(Stored items from a collection)
•••
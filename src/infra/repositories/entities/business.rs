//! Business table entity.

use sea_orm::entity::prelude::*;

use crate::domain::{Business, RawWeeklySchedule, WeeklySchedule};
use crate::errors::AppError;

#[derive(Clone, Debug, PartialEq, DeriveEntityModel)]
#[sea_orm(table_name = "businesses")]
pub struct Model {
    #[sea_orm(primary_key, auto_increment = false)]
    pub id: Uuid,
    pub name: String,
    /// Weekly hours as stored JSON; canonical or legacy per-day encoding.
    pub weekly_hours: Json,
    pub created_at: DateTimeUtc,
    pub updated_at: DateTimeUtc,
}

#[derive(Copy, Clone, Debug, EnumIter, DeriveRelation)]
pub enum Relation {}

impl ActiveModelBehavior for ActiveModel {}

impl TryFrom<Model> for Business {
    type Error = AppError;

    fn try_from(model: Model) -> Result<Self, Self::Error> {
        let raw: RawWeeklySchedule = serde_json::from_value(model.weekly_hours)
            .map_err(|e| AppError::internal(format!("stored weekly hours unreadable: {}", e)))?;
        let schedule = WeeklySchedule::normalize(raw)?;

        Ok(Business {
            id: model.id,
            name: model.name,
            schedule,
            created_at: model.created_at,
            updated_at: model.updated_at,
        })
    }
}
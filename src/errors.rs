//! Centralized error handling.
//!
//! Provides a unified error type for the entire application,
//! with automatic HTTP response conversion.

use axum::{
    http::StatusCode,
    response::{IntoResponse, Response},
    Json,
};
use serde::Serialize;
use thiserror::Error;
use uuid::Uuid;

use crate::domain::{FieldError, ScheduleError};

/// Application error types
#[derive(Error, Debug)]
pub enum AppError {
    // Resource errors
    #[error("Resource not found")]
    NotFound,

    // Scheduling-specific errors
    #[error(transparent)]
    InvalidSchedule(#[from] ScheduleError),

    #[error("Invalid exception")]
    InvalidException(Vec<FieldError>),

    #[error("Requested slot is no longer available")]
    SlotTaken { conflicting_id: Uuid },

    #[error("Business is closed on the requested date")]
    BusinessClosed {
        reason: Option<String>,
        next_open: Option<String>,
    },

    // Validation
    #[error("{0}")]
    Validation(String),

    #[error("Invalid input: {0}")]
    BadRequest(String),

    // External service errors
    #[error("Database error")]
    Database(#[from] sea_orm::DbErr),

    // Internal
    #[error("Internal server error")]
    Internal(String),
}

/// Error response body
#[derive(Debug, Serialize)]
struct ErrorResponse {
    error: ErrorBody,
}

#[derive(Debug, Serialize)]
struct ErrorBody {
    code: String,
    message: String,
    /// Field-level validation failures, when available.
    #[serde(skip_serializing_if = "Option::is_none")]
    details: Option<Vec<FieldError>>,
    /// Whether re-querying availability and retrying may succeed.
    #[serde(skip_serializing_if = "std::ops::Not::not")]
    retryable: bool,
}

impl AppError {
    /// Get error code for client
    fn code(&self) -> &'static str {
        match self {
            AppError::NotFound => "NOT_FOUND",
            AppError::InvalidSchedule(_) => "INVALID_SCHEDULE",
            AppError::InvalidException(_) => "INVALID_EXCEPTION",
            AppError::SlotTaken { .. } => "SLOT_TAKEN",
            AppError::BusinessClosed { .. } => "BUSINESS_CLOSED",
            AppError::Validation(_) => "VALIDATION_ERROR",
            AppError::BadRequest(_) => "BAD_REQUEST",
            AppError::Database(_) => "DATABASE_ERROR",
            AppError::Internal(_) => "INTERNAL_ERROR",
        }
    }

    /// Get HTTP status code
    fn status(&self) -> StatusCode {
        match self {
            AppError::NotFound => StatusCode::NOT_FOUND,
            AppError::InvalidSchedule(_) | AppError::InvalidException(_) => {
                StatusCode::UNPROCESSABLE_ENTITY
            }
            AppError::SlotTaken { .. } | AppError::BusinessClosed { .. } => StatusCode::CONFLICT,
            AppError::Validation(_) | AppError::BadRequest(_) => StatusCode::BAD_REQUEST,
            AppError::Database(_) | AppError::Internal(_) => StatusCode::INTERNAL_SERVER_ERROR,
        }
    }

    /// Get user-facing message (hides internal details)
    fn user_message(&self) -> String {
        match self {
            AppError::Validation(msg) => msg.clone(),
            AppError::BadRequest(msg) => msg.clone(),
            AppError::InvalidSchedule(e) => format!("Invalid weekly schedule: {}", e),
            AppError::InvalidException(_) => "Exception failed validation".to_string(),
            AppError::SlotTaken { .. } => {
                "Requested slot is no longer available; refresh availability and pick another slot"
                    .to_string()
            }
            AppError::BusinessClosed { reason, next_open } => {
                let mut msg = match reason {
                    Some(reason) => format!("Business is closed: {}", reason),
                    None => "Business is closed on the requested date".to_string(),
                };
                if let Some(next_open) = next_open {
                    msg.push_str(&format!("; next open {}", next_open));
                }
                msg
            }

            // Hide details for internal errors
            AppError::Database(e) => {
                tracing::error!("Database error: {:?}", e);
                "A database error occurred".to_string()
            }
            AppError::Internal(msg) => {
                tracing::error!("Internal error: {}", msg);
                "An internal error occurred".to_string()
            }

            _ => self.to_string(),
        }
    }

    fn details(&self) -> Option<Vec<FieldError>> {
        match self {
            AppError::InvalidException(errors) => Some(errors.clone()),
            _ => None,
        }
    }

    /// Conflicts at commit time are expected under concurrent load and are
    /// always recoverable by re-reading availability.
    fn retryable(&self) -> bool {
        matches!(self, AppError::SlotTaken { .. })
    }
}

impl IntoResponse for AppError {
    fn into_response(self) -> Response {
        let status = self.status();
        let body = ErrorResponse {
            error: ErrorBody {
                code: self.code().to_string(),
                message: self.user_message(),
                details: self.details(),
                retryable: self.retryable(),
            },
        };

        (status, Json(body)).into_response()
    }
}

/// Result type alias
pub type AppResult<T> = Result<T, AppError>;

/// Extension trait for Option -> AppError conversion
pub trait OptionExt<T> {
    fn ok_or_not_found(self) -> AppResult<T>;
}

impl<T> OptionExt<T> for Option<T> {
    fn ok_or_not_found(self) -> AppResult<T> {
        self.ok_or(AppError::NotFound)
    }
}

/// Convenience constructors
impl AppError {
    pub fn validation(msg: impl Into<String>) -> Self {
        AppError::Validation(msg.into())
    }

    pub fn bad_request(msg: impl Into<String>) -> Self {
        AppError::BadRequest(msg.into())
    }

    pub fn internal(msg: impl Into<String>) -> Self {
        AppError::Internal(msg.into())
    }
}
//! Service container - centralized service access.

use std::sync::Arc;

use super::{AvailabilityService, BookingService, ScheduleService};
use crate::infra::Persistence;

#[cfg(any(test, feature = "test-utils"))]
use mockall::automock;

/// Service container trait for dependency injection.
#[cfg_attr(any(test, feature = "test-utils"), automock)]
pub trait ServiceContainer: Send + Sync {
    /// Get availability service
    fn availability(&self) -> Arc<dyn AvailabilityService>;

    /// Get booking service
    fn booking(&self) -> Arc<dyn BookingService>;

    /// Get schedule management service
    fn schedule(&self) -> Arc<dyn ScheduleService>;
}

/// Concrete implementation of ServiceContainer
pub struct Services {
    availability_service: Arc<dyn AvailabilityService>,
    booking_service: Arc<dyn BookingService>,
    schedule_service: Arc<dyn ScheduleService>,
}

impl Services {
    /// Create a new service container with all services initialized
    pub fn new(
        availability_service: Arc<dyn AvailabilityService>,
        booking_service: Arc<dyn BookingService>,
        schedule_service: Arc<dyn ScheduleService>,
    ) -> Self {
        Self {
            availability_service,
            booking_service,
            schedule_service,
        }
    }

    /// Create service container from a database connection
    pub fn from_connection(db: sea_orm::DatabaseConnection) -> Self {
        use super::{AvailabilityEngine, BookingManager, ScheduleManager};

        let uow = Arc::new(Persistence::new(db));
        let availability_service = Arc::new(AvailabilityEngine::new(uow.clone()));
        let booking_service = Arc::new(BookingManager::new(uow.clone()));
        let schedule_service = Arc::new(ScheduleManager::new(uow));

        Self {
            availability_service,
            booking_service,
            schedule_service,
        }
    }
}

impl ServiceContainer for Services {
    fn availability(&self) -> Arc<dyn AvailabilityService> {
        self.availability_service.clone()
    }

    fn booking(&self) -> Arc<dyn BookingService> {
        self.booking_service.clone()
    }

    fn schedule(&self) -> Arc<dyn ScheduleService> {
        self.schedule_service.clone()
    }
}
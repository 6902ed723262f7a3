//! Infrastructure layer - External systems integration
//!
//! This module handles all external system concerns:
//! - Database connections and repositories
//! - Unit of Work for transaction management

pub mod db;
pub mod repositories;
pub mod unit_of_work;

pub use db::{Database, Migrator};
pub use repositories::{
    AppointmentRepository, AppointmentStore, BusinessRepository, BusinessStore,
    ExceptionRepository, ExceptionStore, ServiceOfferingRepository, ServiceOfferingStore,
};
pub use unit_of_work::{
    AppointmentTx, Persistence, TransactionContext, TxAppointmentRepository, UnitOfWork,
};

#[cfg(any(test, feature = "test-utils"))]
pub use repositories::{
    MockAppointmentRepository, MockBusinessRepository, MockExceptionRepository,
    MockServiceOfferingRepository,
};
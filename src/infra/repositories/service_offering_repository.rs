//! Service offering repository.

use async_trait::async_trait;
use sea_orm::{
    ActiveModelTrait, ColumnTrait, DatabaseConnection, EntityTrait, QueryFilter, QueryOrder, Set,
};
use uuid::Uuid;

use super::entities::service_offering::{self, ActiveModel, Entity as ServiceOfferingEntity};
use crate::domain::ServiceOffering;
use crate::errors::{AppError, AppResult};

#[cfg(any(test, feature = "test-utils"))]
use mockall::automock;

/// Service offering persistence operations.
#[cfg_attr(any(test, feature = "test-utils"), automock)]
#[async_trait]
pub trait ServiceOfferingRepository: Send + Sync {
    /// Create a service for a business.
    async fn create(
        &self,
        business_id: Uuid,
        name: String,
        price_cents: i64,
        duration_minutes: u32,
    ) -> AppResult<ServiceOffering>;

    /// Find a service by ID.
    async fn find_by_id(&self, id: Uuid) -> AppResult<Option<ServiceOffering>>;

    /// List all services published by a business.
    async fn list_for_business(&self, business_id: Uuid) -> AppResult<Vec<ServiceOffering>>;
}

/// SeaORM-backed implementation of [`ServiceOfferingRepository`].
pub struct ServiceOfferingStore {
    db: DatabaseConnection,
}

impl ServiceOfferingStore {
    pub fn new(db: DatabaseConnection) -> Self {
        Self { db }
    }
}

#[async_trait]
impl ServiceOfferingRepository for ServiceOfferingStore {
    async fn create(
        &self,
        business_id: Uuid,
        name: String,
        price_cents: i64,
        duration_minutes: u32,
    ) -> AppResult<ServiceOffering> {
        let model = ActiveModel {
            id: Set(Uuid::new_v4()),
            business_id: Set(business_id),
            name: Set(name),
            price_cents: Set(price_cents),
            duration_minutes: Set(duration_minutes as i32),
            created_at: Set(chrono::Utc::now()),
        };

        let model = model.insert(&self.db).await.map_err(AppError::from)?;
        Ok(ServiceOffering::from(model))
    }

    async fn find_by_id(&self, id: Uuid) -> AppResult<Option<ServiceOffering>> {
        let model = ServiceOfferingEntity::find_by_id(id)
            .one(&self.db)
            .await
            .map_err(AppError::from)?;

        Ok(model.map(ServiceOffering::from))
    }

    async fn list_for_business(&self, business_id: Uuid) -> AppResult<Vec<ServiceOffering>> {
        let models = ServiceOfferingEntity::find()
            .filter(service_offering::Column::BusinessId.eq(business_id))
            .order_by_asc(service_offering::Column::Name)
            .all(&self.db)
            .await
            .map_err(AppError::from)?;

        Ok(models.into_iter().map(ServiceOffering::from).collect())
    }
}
•••
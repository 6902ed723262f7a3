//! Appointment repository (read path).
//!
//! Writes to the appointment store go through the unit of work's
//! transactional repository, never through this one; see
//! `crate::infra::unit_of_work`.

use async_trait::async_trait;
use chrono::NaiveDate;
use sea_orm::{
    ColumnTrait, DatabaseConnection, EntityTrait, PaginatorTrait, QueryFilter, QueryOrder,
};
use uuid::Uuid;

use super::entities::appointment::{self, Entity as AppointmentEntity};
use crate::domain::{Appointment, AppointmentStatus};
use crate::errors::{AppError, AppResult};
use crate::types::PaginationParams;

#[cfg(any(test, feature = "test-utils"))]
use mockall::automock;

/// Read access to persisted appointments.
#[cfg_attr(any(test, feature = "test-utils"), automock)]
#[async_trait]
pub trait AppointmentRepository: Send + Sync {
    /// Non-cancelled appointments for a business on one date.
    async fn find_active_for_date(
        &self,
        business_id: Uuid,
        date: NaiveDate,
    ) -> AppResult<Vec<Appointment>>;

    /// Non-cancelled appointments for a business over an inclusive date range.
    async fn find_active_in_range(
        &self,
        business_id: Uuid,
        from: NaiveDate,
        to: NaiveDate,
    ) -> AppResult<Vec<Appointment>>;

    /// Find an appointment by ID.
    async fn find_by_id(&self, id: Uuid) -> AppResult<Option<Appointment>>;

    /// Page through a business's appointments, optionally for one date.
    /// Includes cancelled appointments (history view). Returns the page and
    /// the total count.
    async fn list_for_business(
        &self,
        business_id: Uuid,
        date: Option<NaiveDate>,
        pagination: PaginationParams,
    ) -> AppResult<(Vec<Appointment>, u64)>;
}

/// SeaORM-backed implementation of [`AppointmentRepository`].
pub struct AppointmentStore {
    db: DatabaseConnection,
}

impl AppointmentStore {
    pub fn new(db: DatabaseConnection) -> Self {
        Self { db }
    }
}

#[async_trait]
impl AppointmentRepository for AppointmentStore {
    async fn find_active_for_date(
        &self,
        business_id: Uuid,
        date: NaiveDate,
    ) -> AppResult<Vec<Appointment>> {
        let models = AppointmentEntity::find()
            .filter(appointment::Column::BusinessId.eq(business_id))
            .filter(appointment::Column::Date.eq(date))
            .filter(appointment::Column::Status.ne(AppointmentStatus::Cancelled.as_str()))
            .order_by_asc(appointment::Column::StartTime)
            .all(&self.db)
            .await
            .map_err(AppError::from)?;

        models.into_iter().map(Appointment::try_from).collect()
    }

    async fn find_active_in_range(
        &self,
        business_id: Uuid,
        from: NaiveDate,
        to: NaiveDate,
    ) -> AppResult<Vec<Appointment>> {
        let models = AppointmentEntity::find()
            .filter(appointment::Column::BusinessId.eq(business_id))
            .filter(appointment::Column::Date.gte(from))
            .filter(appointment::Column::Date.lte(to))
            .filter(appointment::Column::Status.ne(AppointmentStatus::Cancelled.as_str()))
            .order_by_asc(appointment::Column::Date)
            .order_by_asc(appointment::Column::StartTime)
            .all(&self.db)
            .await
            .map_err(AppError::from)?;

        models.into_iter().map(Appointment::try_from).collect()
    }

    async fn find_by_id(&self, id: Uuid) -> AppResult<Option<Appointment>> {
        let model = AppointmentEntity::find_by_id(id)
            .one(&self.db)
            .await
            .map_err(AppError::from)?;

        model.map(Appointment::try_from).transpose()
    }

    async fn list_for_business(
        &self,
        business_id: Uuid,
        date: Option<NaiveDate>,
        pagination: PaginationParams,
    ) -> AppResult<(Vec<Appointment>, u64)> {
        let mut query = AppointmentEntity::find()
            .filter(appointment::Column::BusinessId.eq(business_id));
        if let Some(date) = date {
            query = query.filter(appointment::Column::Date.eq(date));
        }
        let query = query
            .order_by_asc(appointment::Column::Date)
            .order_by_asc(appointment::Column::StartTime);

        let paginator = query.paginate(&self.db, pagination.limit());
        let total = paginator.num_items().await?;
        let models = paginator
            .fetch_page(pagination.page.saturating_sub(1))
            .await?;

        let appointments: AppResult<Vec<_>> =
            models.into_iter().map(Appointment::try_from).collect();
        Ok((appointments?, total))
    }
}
•••
*What to produce*. Among the lines of the data, which ones contain the word "InvalidSchedule"? Show them.

*Task result*.
    InvalidSchedule(#[from] ScheduleError),
            AppError::InvalidSchedule(_) => "INVALID_SCHEDULE",
            AppError::InvalidSchedule(_) | AppError::InvalidException(_) => {
            AppError::InvalidSchedule(e) => format!("Invalid weekly schedule: {}", e),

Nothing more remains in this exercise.